Among the lines of this material, find those holding the word "impl" and report how many there are, with nothing added.

_ _ _ _

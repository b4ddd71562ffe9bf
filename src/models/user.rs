//! User domain models

use chrono::{DateTime, Utc};
use once_cell::sync::Lazy;
use regex::Regex;
use serde::{Deserialize, Serialize};
use uuid::Uuid;
use validator::Validate;

use super::group::Group;

/// Origin tag for locally created principals
pub const LOCAL_SOURCE: &str = "LOCAL";

/// Allowed login characters
pub static LOGIN_PATTERN: Lazy<Regex> =
    Lazy::new(|| Regex::new(r"^[A-Za-z0-9][A-Za-z0-9._-]*$").expect("valid login regex"));

/// User account
#[derive(Debug, Clone, Serialize, Deserialize, sqlx::FromRow)]
pub struct User {
    pub id: Uuid,
    pub login: String,
    pub email: String,
    #[serde(skip_serializing)]
    pub password_hash: String,

    // Name parts
    pub prefix: Option<String>,
    pub last_name: String,
    pub first_name: String,
    pub middle_name: Option<String>,
    pub suffix: Option<String>,

    // Organisation
    pub department: Option<String>,
    pub division: Option<String>,
    pub comment: Option<String>,
    pub source: String,

    pub created_at: DateTime<Utc>,
    pub updated_at: DateTime<Utc>,
}

impl User {
    /// "Last First Middle" with the missing middle name trimmed away
    pub fn display_name(&self) -> String {
        format!(
            "{} {} {}",
            self.last_name,
            self.first_name,
            self.middle_name.as_deref().unwrap_or("")
        )
        .trim()
        .to_string()
    }
}

/// Create user request
#[derive(Debug, Clone, Deserialize, Validate)]
pub struct CreateUserRequest {
    #[validate(length(min = 1, max = 64), regex(path = *LOGIN_PATTERN))]
    pub login: String,
    #[validate(email)]
    pub email: String,
    pub password: String,
    pub prefix: Option<String>,
    #[validate(length(min = 1, max = 128))]
    pub last_name: String,
    #[validate(length(min = 1, max = 128))]
    pub first_name: String,
    pub middle_name: Option<String>,
    pub suffix: Option<String>,
    pub department: Option<String>,
    pub division: Option<String>,
    pub comment: Option<String>,
    pub source: Option<String>,
}

/// New user row handed to the store (password already hashed)
#[derive(Debug, Clone)]
pub struct NewUser {
    pub login: String,
    pub email: String,
    pub password_hash: String,
    pub prefix: Option<String>,
    pub last_name: String,
    pub first_name: String,
    pub middle_name: Option<String>,
    pub suffix: Option<String>,
    pub department: Option<String>,
    pub division: Option<String>,
    pub comment: Option<String>,
    pub source: String,
}

impl NewUser {
    pub fn from_request(req: CreateUserRequest, password_hash: String) -> Self {
        Self {
            login: req.login,
            email: req.email,
            password_hash,
            prefix: req.prefix,
            last_name: req.last_name,
            first_name: req.first_name,
            middle_name: req.middle_name,
            suffix: req.suffix,
            department: req.department,
            division: req.division,
            comment: req.comment,
            source: req.source.unwrap_or_else(|| LOCAL_SOURCE.to_string()),
        }
    }
}

/// Update user request
#[derive(Debug, Clone, Default, Deserialize, Validate)]
pub struct UpdateUserRequest {
    #[validate(email)]
    pub email: Option<String>,
    pub prefix: Option<String>,
    #[validate(length(min = 1, max = 128))]
    pub last_name: Option<String>,
    #[validate(length(min = 1, max = 128))]
    pub first_name: Option<String>,
    pub middle_name: Option<String>,
    pub suffix: Option<String>,
    pub department: Option<String>,
    pub division: Option<String>,
    pub comment: Option<String>,
}

/// User with the groups they directly belong to
#[derive(Debug, Serialize)]
pub struct UserWithGroups {
    #[serde(flatten)]
    pub user: User,
    pub groups: Vec<Group>,
}
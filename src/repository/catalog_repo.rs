//! Catalog repository (服务与资源)

use async_trait::async_trait;
use uuid::Uuid;

use super::postgres::{map_unique, PgTx};
use super::CatalogRepository;
use crate::{
    error::{AppError, Result},
    models::catalog::*,
};

fn service_conflict(_: &str) -> AppError {
    AppError::conflict("Service name already exists")
}

#[async_trait]
impl CatalogRepository for PgTx {
    // ==================== Services ====================

    async fn find_service(&mut self, id: Uuid) -> Result<Option<Service>> {
        let service = sqlx::query_as::<_, Service>("SELECT * FROM services WHERE id = $1")
            .bind(id)
            .fetch_optional(&mut *self.tx)
            .await?;

        Ok(service)
    }

    async fn find_service_by_name(&mut self, name: &str) -> Result<Option<Service>> {
        let service = sqlx::query_as::<_, Service>("SELECT * FROM services WHERE name = $1")
            .bind(name)
            .fetch_optional(&mut *self.tx)
            .await?;

        Ok(service)
    }

    async fn list_services(&mut self) -> Result<Vec<Service>> {
        let services = sqlx::query_as::<_, Service>("SELECT * FROM services ORDER BY name")
            .fetch_all(&mut *self.tx)
            .await?;

        Ok(services)
    }

    async fn insert_service(&mut self, req: &CreateServiceRequest) -> Result<Service> {
        sqlx::query_as::<_, Service>(
            r#"
            INSERT INTO services (name, description, enabled)
            VALUES ($1, $2, $3)
            RETURNING *
            "#,
        )
        .bind(&req.name)
        .bind(&req.description)
        .bind(req.enabled.unwrap_or(true))
        .fetch_one(&mut *self.tx)
        .await
        .map_err(|e| map_unique(e, service_conflict))
    }

    async fn update_service(
        &mut self,
        id: Uuid,
        req: &UpdateServiceRequest,
    ) -> Result<Option<Service>> {
        sqlx::query_as::<_, Service>(
            r#"
            UPDATE services
            SET
                name = COALESCE($2, name),
                description = COALESCE($3, description),
                enabled = COALESCE($4, enabled),
                updated_at = NOW()
            WHERE id = $1
            RETURNING *
            "#,
        )
        .bind(id)
        .bind(&req.name)
        .bind(&req.description)
        .bind(req.enabled)
        .fetch_optional(&mut *self.tx)
        .await
        .map_err(|e| map_unique(e, service_conflict))
    }

    async fn delete_service(&mut self, id: Uuid) -> Result<u64> {
        let result = sqlx::query("DELETE FROM services WHERE id = $1")
            .bind(id)
            .execute(&mut *self.tx)
            .await?;

        Ok(result.rows_affected())
    }

    // ==================== Resources ====================

    async fn find_resource(&mut self, id: Uuid) -> Result<Option<Resource>> {
        let resource = sqlx::query_as::<_, Resource>("SELECT * FROM resources WHERE id = $1")
            .bind(id)
            .fetch_optional(&mut *self.tx)
            .await?;

        Ok(resource)
    }

    async fn lock_resource(&mut self, id: Uuid) -> Result<Option<Resource>> {
        let resource =
            sqlx::query_as::<_, Resource>("SELECT * FROM resources WHERE id = $1 FOR UPDATE")
                .bind(id)
                .fetch_optional(&mut *self.tx)
                .await?;

        Ok(resource)
    }

    async fn list_resources(&mut self, service_id: Uuid) -> Result<Vec<Resource>> {
        let resources = sqlx::query_as::<_, Resource>(
            "SELECT * FROM resources WHERE service_id = $1 ORDER BY name",
        )
        .bind(service_id)
        .fetch_all(&mut *self.tx)
        .await?;

        Ok(resources)
    }

    async fn insert_resource(&mut self, req: &CreateResourceRequest) -> Result<Resource> {
        let resource = sqlx::query_as::<_, Resource>(
            r#"
            INSERT INTO resources (service_id, name, description)
            VALUES ($1, $2, $3)
            RETURNING *
            "#,
        )
        .bind(req.service_id)
        .bind(&req.name)
        .bind(&req.description)
        .fetch_one(&mut *self.tx)
        .await?;

        Ok(resource)
    }

    async fn update_resource(
        &mut self,
        id: Uuid,
        req: &UpdateResourceRequest,
    ) -> Result<Option<Resource>> {
        let resource = sqlx::query_as::<_, Resource>(
            r#"
            UPDATE resources
            SET
                service_id = COALESCE($2, service_id),
                name = COALESCE($3, name),
                description = COALESCE($4, description),
                updated_at = NOW()
            WHERE id = $1
            RETURNING *
            "#,
        )
        .bind(id)
        .bind(req.service_id)
        .bind(&req.name)
        .bind(&req.description)
        .fetch_optional(&mut *self.tx)
        .await?;

        Ok(resource)
    }

    async fn delete_resource(&mut self, id: Uuid) -> Result<u64> {
        let result = sqlx::query("DELETE FROM resources WHERE id = $1")
            .bind(id)
            .execute(&mut *self.tx)
            .await?;

        Ok(result.rows_affected())
    }

    async fn delete_resources_of_service(&mut self, service_id: Uuid) -> Result<u64> {
        let result = sqlx::query("DELETE FROM resources WHERE service_id = $1")
            .bind(service_id)
            .execute(&mut *self.tx)
            .await?;

        Ok(result.rows_affected())
    }
}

_ _ _ _

### [REPLY TO THE EXERCISE]
3